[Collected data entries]
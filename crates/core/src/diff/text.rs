//! Line-level text differ.
//!
//! Computes a minimal line edit script with Myers' algorithm (via
//! `similar`) and turns it into hunks. The common prefix and suffix are
//! trimmed first, so matched lines at either end keep their line numbers.
//!
//! Inside one block the relative order of deletions and insertions is not
//! significant: a hunk only records how many old lines it replaces and which
//! new lines take their place. The middle is diffed in a canonical
//! orientation (lexicographically smaller side first), so `diff(b, a)` is
//! always the mirror image of `diff(a, b)`.

use similar::{capture_diff_slices, Algorithm, DiffTag};
use tracing::trace;

use super::hunk::{hunk_text, split_lines, ChangeType, DiffHunk, LineRange};
use super::DEFAULT_COALESCE_GAP;
use crate::models::SectionKind;

#[derive(Debug, Clone, Copy, PartialEq, Eq)]
enum Op {
    Equal,
    Delete,
    Insert,
}

/// A maximal run of non-equal lines, 0-based on both sides.
#[derive(Debug, Clone, Copy)]
struct Block {
    old_start: usize,
    old_count: usize,
    new_start: usize,
    new_count: usize,
}

impl Block {
    fn old_end(&self) -> usize {
        self.old_start + self.old_count
    }

    fn new_end(&self) -> usize {
        self.new_start + self.new_count
    }
}

/// Stateless line differ with a configurable coalescing distance.
#[derive(Debug, Clone, Copy)]
pub struct TextDiffer {
    coalesce_gap: usize,
}

impl Default for TextDiffer {
    fn default() -> Self {
        Self::new(DEFAULT_COALESCE_GAP)
    }
}

impl TextDiffer {
    /// Create a differ that merges a removal and an addition separated by at
    /// most `coalesce_gap` unchanged lines into one `modified` hunk.
    pub fn new(coalesce_gap: usize) -> Self {
        Self { coalesce_gap }
    }

    pub fn coalesce_gap(&self) -> usize {
        self.coalesce_gap
    }

    /// Diff two texts belonging to `section`.
    pub fn diff(&self, section: SectionKind, old: &str, new: &str) -> Vec<DiffHunk> {
        if old == new {
            return Vec::new();
        }

        let old_lines = split_lines(old);
        let new_lines = split_lines(new);
        let ops = edit_script(&old_lines, &new_lines);
        let blocks = self.coalesce(collect_blocks(&ops));

        trace!(%section, blocks = blocks.len(), "diffed section");

        blocks
            .iter()
            .enumerate()
            .map(|(ordinal, block)| to_hunk(section, ordinal, block, &old_lines, &new_lines))
            .collect()
    }

    /// Merge neighbouring blocks when the gap between them is small enough
    /// and the merged block pairs removed lines with added lines.
    fn coalesce(&self, blocks: Vec<Block>) -> Vec<Block> {
        if self.coalesce_gap == 0 {
            return blocks;
        }
        let mut merged: Vec<Block> = Vec::with_capacity(blocks.len());
        for block in blocks {
            if let Some(prev) = merged.last_mut() {
                let gap = block.old_start - prev.old_end();
                let pairs = (prev.old_count > 0 || block.old_count > 0)
                    && (prev.new_count > 0 || block.new_count > 0);
                if gap <= self.coalesce_gap && pairs {
                    prev.old_count = block.old_end() - prev.old_start;
                    prev.new_count = block.new_end() - prev.new_start;
                    continue;
                }
            }
            merged.push(block);
        }
        merged
    }
}

/// Minimal edit script turning `a` into `b`.
fn edit_script(a: &[&str], b: &[&str]) -> Vec<Op> {
    let prefix = a.iter().zip(b).take_while(|(x, y)| x == y).count();
    let max_suffix = a.len().min(b.len()) - prefix;
    let suffix = a
        .iter()
        .rev()
        .zip(b.iter().rev())
        .take(max_suffix)
        .take_while(|(x, y)| x == y)
        .count();

    let mid_a = &a[prefix..a.len() - suffix];
    let mid_b = &b[prefix..b.len() - suffix];

    let mut ops = Vec::with_capacity(a.len() + b.len());
    ops.extend(std::iter::repeat(Op::Equal).take(prefix));
    if mid_a <= mid_b {
        myers_script(mid_a, mid_b, &mut ops);
    } else {
        let start = ops.len();
        myers_script(mid_b, mid_a, &mut ops);
        for op in &mut ops[start..] {
            *op = match *op {
                Op::Delete => Op::Insert,
                Op::Insert => Op::Delete,
                Op::Equal => Op::Equal,
            };
        }
    }
    ops.extend(std::iter::repeat(Op::Equal).take(suffix));
    ops
}

/// Myers edit script over the differing middle.
fn myers_script(a: &[&str], b: &[&str], ops: &mut Vec<Op>) {
    for op in capture_diff_slices(Algorithm::Myers, a, b) {
        let (tag, old, new) = op.as_tag_tuple();
        let (deleted, inserted, equal) = match tag {
            DiffTag::Equal => (0, 0, old.len()),
            DiffTag::Delete => (old.len(), 0, 0),
            DiffTag::Insert => (0, new.len(), 0),
            DiffTag::Replace => (old.len(), new.len(), 0),
        };
        ops.extend(std::iter::repeat(Op::Equal).take(equal));
        ops.extend(std::iter::repeat(Op::Delete).take(deleted));
        ops.extend(std::iter::repeat(Op::Insert).take(inserted));
    }
}

/// Group consecutive non-equal ops into blocks.
fn collect_blocks(ops: &[Op]) -> Vec<Block> {
    let mut blocks = Vec::new();
    let mut current: Option<Block> = None;
    let (mut old_pos, mut new_pos) = (0, 0);

    for op in ops {
        match op {
            Op::Equal => {
                if let Some(block) = current.take() {
                    blocks.push(block);
                }
                old_pos += 1;
                new_pos += 1;
            }
            Op::Delete | Op::Insert => {
                let block = current.get_or_insert(Block {
                    old_start: old_pos,
                    old_count: 0,
                    new_start: new_pos,
                    new_count: 0,
                });
                if *op == Op::Delete {
                    block.old_count += 1;
                    old_pos += 1;
                } else {
                    block.new_count += 1;
                    new_pos += 1;
                }
            }
        }
    }
    if let Some(block) = current {
        blocks.push(block);
    }
    blocks
}

fn to_hunk(
    section: SectionKind,
    ordinal: usize,
    block: &Block,
    old_lines: &[&str],
    new_lines: &[&str],
) -> DiffHunk {
    let change_type = match (block.old_count, block.new_count) {
        (0, _) => ChangeType::Added,
        (_, 0) => ChangeType::Removed,
        _ => ChangeType::Modified,
    };
    let range = |start: usize, count: usize| {
        (count > 0).then_some(LineRange {
            start: start + 1,
            count,
        })
    };

    DiffHunk {
        id: format!("{section}-{ordinal}"),
        section,
        change_type,
        old_range: range(block.old_start, block.old_count),
        new_range: range(block.new_start, block.new_count),
        old_text: hunk_text(&old_lines[block.old_start..block.old_end()]),
        new_text: hunk_text(&new_lines[block.new_start..block.new_end()]),
    }
}

#[cfg(test)]
mod tests {
    use super::*;
    use crate::diff::hunk::apply_hunks;

    fn diff(old: &str, new: &str) -> Vec<DiffHunk> {
        TextDiffer::default().diff(SectionKind::Logic, old, new)
    }

    fn count(hunks: &[DiffHunk], ty: ChangeType) -> usize {
        hunks.iter().filter(|h| h.change_type == ty).count()
    }

    const SAMPLES: &[&str] = &[
        "",
        "a",
        "a\n",
        "\n\n",
        "a\nb\nc",
        "a\nx\nc\n",
        "c\nb\na",
        "a\nb\nc\nd\ne\nf",
        "a\nc\ne\ng\nb",
        "x\na\nb\ny\nc\nd\nz",
        "function foo(){}\nfunction bar(){}",
    ];

    #[test]
    fn test_identical_texts_yield_no_hunks() {
        for text in SAMPLES {
            assert!(diff(text, text).is_empty(), "diff({text:?}, itself)");
        }
    }

    #[test]
    fn test_empty_old_is_all_additions() {
        let hunks = diff("", "a\nb");
        assert_eq!(hunks.len(), 1);
        assert_eq!(hunks[0].change_type, ChangeType::Added);
        assert_eq!(hunks[0].old_range, None);
        assert_eq!(hunks[0].new_range, Some(LineRange { start: 1, count: 2 }));
        assert_eq!(hunks[0].new_text, "a\nb\n");
        assert!(hunks[0].old_text.is_empty());
    }

    #[test]
    fn test_empty_new_is_all_deletions() {
        let hunks = diff("a\nb", "");
        assert_eq!(hunks.len(), 1);
        assert_eq!(hunks[0].change_type, ChangeType::Removed);
        assert_eq!(hunks[0].new_range, None);
        assert_eq!(hunks[0].old_range, Some(LineRange { start: 1, count: 2 }));
        assert!(hunks[0].new_text.is_empty());
    }

    #[test]
    fn test_replacement_coalesces_into_modified() {
        let hunks = diff("a\nb\nc", "a\nB\nc");
        assert_eq!(hunks.len(), 1);
        let h = &hunks[0];
        assert_eq!(h.change_type, ChangeType::Modified);
        assert_eq!(h.old_range, Some(LineRange { start: 2, count: 1 }));
        assert_eq!(h.new_range, Some(LineRange { start: 2, count: 1 }));
        assert_eq!(h.old_text, "b\n");
        assert_eq!(h.new_text, "B\n");
    }

    #[test]
    fn test_appended_line_is_an_addition_after_context() {
        let hunks = diff("function foo(){}", "function foo(){}\nfunction bar(){}");
        assert_eq!(hunks.len(), 1);
        assert_eq!(hunks[0].change_type, ChangeType::Added);
        assert_eq!(hunks[0].new_range, Some(LineRange { start: 2, count: 1 }));
        assert_eq!(hunks[0].new_text, "function bar(){}\n");
    }

    #[test]
    fn test_blank_line_removal_has_visible_text() {
        let hunks = diff("a\n\nb", "a\nb");
        assert_eq!(hunks.len(), 1);
        assert_eq!(hunks[0].change_type, ChangeType::Removed);
        assert_eq!(hunks[0].old_text, "\n");
    }

    #[test]
    fn test_hunk_text_invariants() {
        for a in SAMPLES {
            for b in SAMPLES {
                for h in diff(a, b) {
                    match h.change_type {
                        ChangeType::Added => {
                            assert!(h.old_text.is_empty() && !h.new_text.is_empty())
                        }
                        ChangeType::Removed => {
                            assert!(!h.old_text.is_empty() && h.new_text.is_empty())
                        }
                        ChangeType::Modified => {
                            assert!(!h.old_text.is_empty() && !h.new_text.is_empty())
                        }
                    }
                }
            }
        }
    }

    #[test]
    fn test_round_trip_reconstructs_new_text() {
        for a in SAMPLES {
            for b in SAMPLES {
                let hunks = diff(a, b);
                assert_eq!(apply_hunks(a, &hunks).unwrap(), *b, "apply(diff({a:?}, {b:?}))");
            }
        }
    }

    #[test]
    fn test_round_trip_with_coalescing() {
        let differ = TextDiffer::new(2);
        for a in SAMPLES {
            for b in SAMPLES {
                let hunks = differ.diff(SectionKind::Markup, a, b);
                assert_eq!(apply_hunks(a, &hunks).unwrap(), *b);
            }
        }
    }

    #[test]
    fn test_count_symmetry() {
        for a in SAMPLES {
            for b in SAMPLES {
                let forward = diff(a, b);
                let backward = diff(b, a);
                assert_eq!(
                    count(&forward, ChangeType::Added),
                    count(&backward, ChangeType::Removed)
                );
                assert_eq!(
                    count(&forward, ChangeType::Removed),
                    count(&backward, ChangeType::Added)
                );
                assert_eq!(
                    count(&forward, ChangeType::Modified),
                    count(&backward, ChangeType::Modified)
                );
            }
        }
    }

    #[test]
    fn test_gap_coalescing_pairs_removal_with_addition() {
        let old = "a\nold\nkeep\nz";
        let new = "a\nkeep\nnew\nz";

        let strict = TextDiffer::new(0).diff(SectionKind::Logic, old, new);
        assert_eq!(strict.len(), 2);
        assert_eq!(strict[0].change_type, ChangeType::Removed);
        assert_eq!(strict[1].change_type, ChangeType::Added);

        let loose = TextDiffer::new(1).diff(SectionKind::Logic, old, new);
        assert_eq!(loose.len(), 1);
        assert_eq!(loose[0].change_type, ChangeType::Modified);
        assert_eq!(loose[0].old_text, "old\nkeep\n");
        assert_eq!(loose[0].new_text, "keep\nnew\n");
    }

    #[test]
    fn test_gap_coalescing_leaves_pure_removals_apart() {
        let hunks = TextDiffer::new(3).diff(SectionKind::Logic, "a\nb\nc\nd", "b\nd");
        assert_eq!(hunks.len(), 2);
        assert!(hunks.iter().all(|h| h.change_type == ChangeType::Removed));
    }

    #[test]
    fn test_hunk_ids_are_ordinal_per_section() {
        let hunks = TextDiffer::default().diff(SectionKind::Styles, "a\nb\nc\nd", "A\nb\nc\nD");
        let ids: Vec<_> = hunks.iter().map(|h| h.id.as_str()).collect();
        assert_eq!(ids, vec!["styles-0", "styles-1"]);
    }

    #[test]
    fn test_matching_lines_keep_their_position() {
        // The shared leading "x" is trimmed as common prefix, so the duplicate
        // is reported as inserted after it.
        let hunks = diff("x\ny", "x\nx\ny");
        assert_eq!(hunks.len(), 1);
        assert_eq!(hunks[0].change_type, ChangeType::Added);
        assert_eq!(hunks[0].new_range, Some(LineRange { start: 2, count: 1 }));
    }

    #[test]
    fn test_large_texts_with_edits_at_both_ends() {
        // Edits at the first and last line leave no common prefix or suffix,
        // so the whole text goes through the edit script.
        let body: Vec<String> = (0..20_000).map(|i| format!("line {i}")).collect();
        let old = format!("head\n{}\ntail", body.join("\n"));
        let new = format!("HEAD\n{}\nTAIL", body.join("\n"));

        let hunks = TextDiffer::new(0).diff(SectionKind::Logic, &old, &new);
        assert_eq!(hunks.len(), 2);
        assert!(hunks.iter().all(|h| h.change_type == ChangeType::Modified));
        assert_eq!(hunks[1].old_range, Some(LineRange { start: 20_002, count: 1 }));
        assert_eq!(apply_hunks(&old, &hunks).unwrap(), new);
    }

    #[test]
    fn test_disjoint_texts_form_one_modified_block() {
        let old: Vec<String> = (0..2_000).map(|i| format!("old {i}")).collect();
        let new: Vec<String> = (0..1_500).map(|i| format!("new {i}")).collect();
        let (old, new) = (old.join("\n"), new.join("\n"));

        let hunks = diff(&old, &new);
        assert_eq!(hunks.len(), 1);
        assert_eq!(hunks[0].change_type, ChangeType::Modified);
        assert_eq!(hunks[0].old_range, Some(LineRange { start: 1, count: 2_000 }));
        assert_eq!(hunks[0].new_range, Some(LineRange { start: 1, count: 1_500 }));
        assert_eq!(apply_hunks(&old, &hunks).unwrap(), new);
    }

    #[test]
    fn test_deterministic_output() {
        let a = "a\nb\nc\nd\ne\nf";
        let b = "a\nc\ne\ng\nb";
        assert_eq!(diff(a, b), diff(a, b));
    }
}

### Goal of the exercise
Each line from the top of the entries above through the line containing "insertions is not" must be transcribed exactly, and no other line may appear.

### Reply
filename crates/core/src/diff/text.rs
//! Line-level text differ.
//!
//! Computes a minimal line edit script with Myers' algorithm (via
//! `similar`) and turns it into hunks. The common prefix and suffix are
//! trimmed first, so matched lines at either end keep their line numbers.
//!
//! Inside one block the relative order of deletions and insertions is not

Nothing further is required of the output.